** BRIEF **
Word for word, restate the records that appear below.

(Stored items from a collection)

:::::

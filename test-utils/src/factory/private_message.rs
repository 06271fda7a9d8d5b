//! Private message factory for creating test direct messages.

use crate::factory::helpers::next_id;
use chrono::Utc;
use sea_orm::{ActiveModelTrait, ActiveValue, DatabaseConnection, DbErr};
use uuid::Uuid;

/// Factory for creating test private messages with customizable fields.
pub struct PrivateMessageFactory<'a> {
    db: &'a DatabaseConnection,
    sender_id: Uuid,
    receiver_id: Uuid,
    content: Option<String>,
    image_url: Option<String>,
    created_at: chrono::DateTime<Utc>,
}

impl<'a> PrivateMessageFactory<'a> {
    /// Creates a new PrivateMessageFactory with default values.
    ///
    /// Defaults:
    /// - content: `"Private message {n}"` where n is auto-incremented
    /// - image_url: `None`
    /// - created_at: now
    pub fn new(db: &'a DatabaseConnection, sender_id: Uuid, receiver_id: Uuid) -> Self {
        let n = next_id();
        Self {
            db,
            sender_id,
            receiver_id,
            content: Some(format!("Private message {}", n)),
            image_url: None,
            created_at: Utc::now(),
        }
    }

    /// Sets the text content of the message.
    pub fn content(mut self, content: impl Into<String>) -> Self {
        self.content = Some(content.into());
        self
    }

    /// Sets the attached image URL.
    pub fn image_url(mut self, image_url: impl Into<String>) -> Self {
        self.image_url = Some(image_url.into());
        self
    }

    /// Sets the creation timestamp, useful for ordering assertions.
    pub fn created_at(mut self, created_at: chrono::DateTime<Utc>) -> Self {
        self.created_at = created_at;
        self
    }

    /// Builds and inserts the private message entity into the database.
    pub async fn build(self) -> Result<entity::private_message::Model, DbErr> {
        entity::private_message::ActiveModel {
            id: ActiveValue::Set(Uuid::new_v4()),
            sender_id: ActiveValue::Set(self.sender_id),
            receiver_id: ActiveValue::Set(self.receiver_id),
            content: ActiveValue::Set(self.content),
            image_url: ActiveValue::Set(self.image_url),
            created_at: ActiveValue::Set(self.created_at),
        }
        .insert(self.db)
        .await
    }
}

/// Creates a private message with default values.
pub async fn create_private_message(
    db: &DatabaseConnection,
    sender_id: Uuid,
    receiver_id: Uuid,
) -> Result<entity::private_message::Model, DbErr> {
    PrivateMessageFactory::new(db, sender_id, receiver_id)
        .build()
        .await
}
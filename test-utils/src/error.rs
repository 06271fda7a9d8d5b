use sea_orm::DbErr;
use thiserror::Error;

/// Errors that can occur while setting up a test environment.
#[derive(Error, Debug)]
pub enum TestError {
    #[error("Database error: {0}")]
    Database(#[from] DbErr),
}
use super::*;

/// Tests a partial session update.
///
/// Verifies that fields absent from the DTO keep their current values.
///
/// Expected: Ok with place changed and name unchanged
#[tokio::test]
async fn updates_only_present_fields() -> Result<(), DbErr> {
    let test = TestBuilder::new()
        .with_schedule_tables()
        .build()
        .await
        .unwrap();
    let db = test.db.as_ref().unwrap();

    let game = factory::create_game(db).await?;
    let session = factory::session::SessionFactory::new(db, game.id)
        .name("Session Zero")
        .place("Town library")
        .build()
        .await?;

    let repo = SessionRepository::new(db);
    let updated = repo
        .update(
            session,
            UpdateSessionDto {
                name: None,
                is_presential: None,
                datetime: None,
                place: Some("Game store".to_string()),
                observations: None,
            },
        )
        .await?;

    assert_eq!(updated.name, "Session Zero");
    assert_eq!(updated.place.as_deref(), Some("Game store"));

    Ok(())
}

:::::

** ANSWER SPACE **
filename test-utils/src/factory/private_message.rs
repository 06271fda7a9d8d5b
//! Private message factory for creating test direct messages.

use crate::factory::helpers::next_id;
use chrono::Utc;
use sea_orm::{ActiveModelTrait, ActiveValue, DatabaseConnection, DbErr};
use uuid::Uuid;

/// Factory for creating test private messages with customizable fields.
pub struct PrivateMessageFactory<'a> {
    db: &'a DatabaseConnection,
    sender_id: Uuid,
    receiver_id: Uuid,
    content: Option<String>,
    image_url: Option<String>,
    created_at: chrono::DateTime<Utc>,
}

impl<'a> PrivateMessageFactory<'a> {
    /// Creates a new PrivateMessageFactory with default values.
    ///
    /// Defaults:
    /// - content: `"Private message {n}"` where n is auto-incremented
    /// - image_url: `None`
    /// - created_at: now
    pub fn new(db: &'a DatabaseConnection, sender_id: Uuid, receiver_id: Uuid) -> Self {
        let n = next_id();
        Self {
            db,
            sender_id,
            receiver_id,
            content: Some(format!("Private message {}", n)),
            image_url: None,
            created_at: Utc::now(),
        }
    }

    /// Sets the text content of the message.
    pub fn content(mut self, content: impl Into<String>) -> Self {
        self.content = Some(content.into());
        self
    }

    /// Sets the attached image URL.
    pub fn image_url(mut self, image_url: impl Into<String>) -> Self {
        self.image_url = Some(image_url.into());
        self
    }

    /// Sets the creation timestamp, useful for ordering assertions.
    pub fn created_at(mut self, created_at: chrono::DateTime<Utc>) -> Self {
        self.created_at = created_at;
        self
    }

    /// Builds and inserts the private message entity into the database.
    pub async fn build(self) -> Result<entity::private_message::Model, DbErr> {
        entity::private_message::ActiveModel {
            id: ActiveValue::Set(Uuid::new_v4()),
            sender_id: ActiveValue::Set(self.sender_id),
            receiver_id: ActiveValue::Set(self.receiver_id),
            content: ActiveValue::Set(self.content),
            image_url: ActiveValue::Set(self.image_url),
            created_at: ActiveValue::Set(self.created_at),
        }
        .insert(self.db)
        .await
    }
}

/// Creates a private message with default values.
pub async fn create_private_message(
    db: &DatabaseConnection,
    sender_id: Uuid,
    receiver_id: Uuid,
) -> Result<entity::private_message::Model, DbErr> {
    PrivateMessageFactory::new(db, sender_id, receiver_id)
        .build()
        .await
}
filename test-utils/src/error.rs
repository 06271fda7a9d8d5b
use sea_orm::DbErr;
use thiserror::Error;

/// Errors that can occur while setting up a test environment.
#[derive(Error, Debug)]
pub enum TestError {
    #[error("Database error: {0}")]
    Database(#[from] DbErr),
}
use super::*;

/// Tests a partial session update.
///
/// Verifies that fields absent from the DTO keep their current values.
///
/// Expected: Ok with place changed and name unchanged
#[tokio::test]
async fn updates_only_present_fields() -> Result<(), DbErr> {
    let test = TestBuilder::new()
        .with_schedule_tables()
        .build()
        .await
        .unwrap();
    let db = test.db.as_ref().unwrap();

    let game = factory::create_game(db).await?;
    let session = factory::session::SessionFactory::new(db, game.id)
        .name("Session Zero")
        .place("Town library")
        .build()
        .await?;

    let repo = SessionRepository::new(db);
    let updated = repo
        .update(
            session,
            UpdateSessionDto {
                name: None,
                is_presential: None,
                datetime: None,
                place: Some("Game store".to_string()),
                observations: None,
            },
        )
        .await?;

    assert_eq!(updated.name, "Session Zero");
    assert_eq!(updated.place.as_deref(), Some("Game store"));

    Ok(())
}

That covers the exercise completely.